Electron transport in dye sensitized solar cells with TiO2/ZnO core-shell photoelectrode

This paper presents the electron transport in dye sensitized solar cell (DSSC) with TiO₂/ZnO core-shell photoelectrode. Sol-gel processed ZnO was used to form the shell layer on TiO₂ nanoparticles. DSSC with TiO₂/ZnO core-shell photoelectrode resulted in 32 % enhancement in the overall photoconversion efficiency compared to DSSC with conventional TiO₂ photoelectrode.

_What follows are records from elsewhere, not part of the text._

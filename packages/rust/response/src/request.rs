//! Reading typed values out of a [`RunFunctionRequest`].

use std::collections::BTreeMap;

use serde::de::DeserializeOwned;
use serde_json::Value;

use composefn_shared::proto::{self, RunFunctionRequest, State};
use composefn_shared::resource::{
    self, Composite, DesiredComposed, Name, ObservedComposed, Unstructured,
};
use composefn_shared::{ComposeFnError, Result};

/// Look up a context key passed along by earlier pipeline stages.
pub fn get_context_key<'a>(req: &'a RunFunctionRequest, key: &str) -> Option<&'a Value> {
    req.context.as_ref()?.get(key)
}

/// Deserialize the function's input into `T`.
pub fn get_input<T: DeserializeOwned>(req: &RunFunctionRequest) -> Result<T> {
    let input = req
        .input
        .as_ref()
        .ok_or_else(|| ComposeFnError::validation("request has no input"))?;
    resource::from_struct(input)
}

/// The observed composite resource. Empty if the request carries none.
pub fn get_observed_composite_resource(req: &RunFunctionRequest) -> Composite {
    composite(req.observed.as_ref())
}

/// The desired composite resource. Empty if the request carries none.
pub fn get_desired_composite_resource(req: &RunFunctionRequest) -> Composite {
    composite(req.desired.as_ref())
}

/// Observed composed resources keyed by name.
pub fn get_observed_composed_resources(
    req: &RunFunctionRequest,
) -> BTreeMap<Name, ObservedComposed> {
    composed(req.observed.as_ref())
        .map(|(name, r)| {
            let oc = ObservedComposed {
                resource: body(r),
                connection_details: r.connection_details.clone(),
            };
            (name, oc)
        })
        .collect()
}

/// Desired composed resources accumulated by earlier functions, keyed by
/// name.
pub fn get_desired_composed_resources(
    req: &RunFunctionRequest,
) -> BTreeMap<Name, DesiredComposed> {
    composed(req.desired.as_ref())
        .map(|(name, r)| {
            let dc = DesiredComposed {
                resource: body(r),
                ready: r.ready.into(),
            };
            (name, dc)
        })
        .collect()
}

/// Extra resources the orchestrator fetched, keyed by requirement ID.
pub fn get_extra_resources(req: &RunFunctionRequest) -> BTreeMap<String, Vec<Unstructured>> {
    req.extra_resources
        .iter()
        .map(|(id, resources)| {
            let items = resources
                .items
                .iter()
                .filter_map(|r| r.resource.clone().map(Unstructured))
                .collect();
            (id.clone(), items)
        })
        .collect()
}

// ---------------------------------------------------------------------------
// Helpers
// ---------------------------------------------------------------------------

fn body(r: &proto::Resource) -> Unstructured {
    Unstructured(r.resource.clone().unwrap_or_default())
}

fn composite(state: Option<&State>) -> Composite {
    state
        .and_then(|s| s.composite.as_ref())
        .map(|r| Composite {
            resource: body(r),
            connection_details: r.connection_details.clone(),
        })
        .unwrap_or_default()
}

fn composed<'a>(
    state: Option<&'a State>,
) -> impl Iterator<Item = (Name, &'a proto::Resource)> {
    state
        .and_then(|s| s.resources.as_ref())
        .into_iter()
        .flatten()
        .map(|(name, r)| (Name::from(name.as_str()), r))
}

#[cfg(test)]
mod tests {
    use super::*;
    use serde::Deserialize;
    use serde_json::json;

    use composefn_shared::resource::Ready;

    #[derive(Debug, Deserialize)]
    struct Input {
        region: String,
    }

    fn fixture() -> RunFunctionRequest {
        let raw = std::fs::read_to_string("../../../fixtures/json/request.fixture.json")
            .expect("read fixture");
        serde_json::from_str(&raw).expect("deserialize fixture request")
    }

    #[test]
    fn reads_context_and_input() {
        let req = fixture();
        assert_eq!(
            get_context_key(&req, "example.org/previous"),
            Some(&json!("value"))
        );
        assert_eq!(get_context_key(&req, "missing"), None);

        let input: Input = get_input(&req).expect("input");
        assert_eq!(input.region, "us-east-2");
    }

    #[test]
    fn missing_input_is_a_validation_error() {
        let err = get_input::<Input>(&RunFunctionRequest::default()).expect_err("no input");
        assert!(err.is_validation());
    }

    #[test]
    fn mismatched_input_is_a_conversion_error() {
        let req = RunFunctionRequest {
            input: json!({"region": 42}).as_object().cloned(),
            ..Default::default()
        };
        let err = get_input::<Input>(&req).expect_err("wrong type");
        assert!(matches!(err, ComposeFnError::Conversion { .. }));
    }

    #[test]
    fn reads_composites() {
        let req = fixture();
        let observed = get_observed_composite_resource(&req);
        assert_eq!(observed.resource.name(), Some("my-bucket"));
        assert_eq!(observed.resource.kind(), Some("XBucket"));
        assert_eq!(observed.connection_details["password"], b"hunter2".to_vec());

        let desired = get_desired_composite_resource(&req);
        assert_eq!(desired.resource.api_version(), Some("example.org/v1"));

        let empty = get_observed_composite_resource(&RunFunctionRequest::default());
        assert!(empty.resource.is_empty());
    }

    #[test]
    fn reads_composed_resources_with_readiness() {
        let req = fixture();
        let desired = get_desired_composed_resources(&req);
        assert_eq!(desired.len(), 1);
        let bucket = &desired[&Name::from("bucket")];
        assert_eq!(bucket.ready, Ready::True);
        assert_eq!(bucket.resource.kind(), Some("Bucket"));

        assert!(get_observed_composed_resources(&req).is_empty());
    }

    #[test]
    fn reads_extra_resources() {
        let req = fixture();
        let extra = get_extra_resources(&req);
        assert_eq!(extra["cfg"].len(), 1);
        assert_eq!(extra["cfg"][0].name(), Some("settings"));
    }
}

Dark, illuminated current-voltage characteristics (I-V) and external quantum efficiency (EQE) of the DSSC with TiO₂/ZnO core-shell photoelectrode suggest that formation of ZnO shell on TiO₂ nanoparticles can effectively prevent the electron back reaction from the conduction band of the mesoporous TiO₂ to the surface states and eventually suppressed the recombination of the photoexcited electrons with either a hole available in electrolyte or oxidized dye molecules. The enhancement in short circuit density (J_SC) and open circuit voltage (V_OC) confirmed the suppressed density and activity of surface states at TiO₂/ZnO/dye/electrolyte interfaces compared to TiO₂/dye/electrolyte interfaces.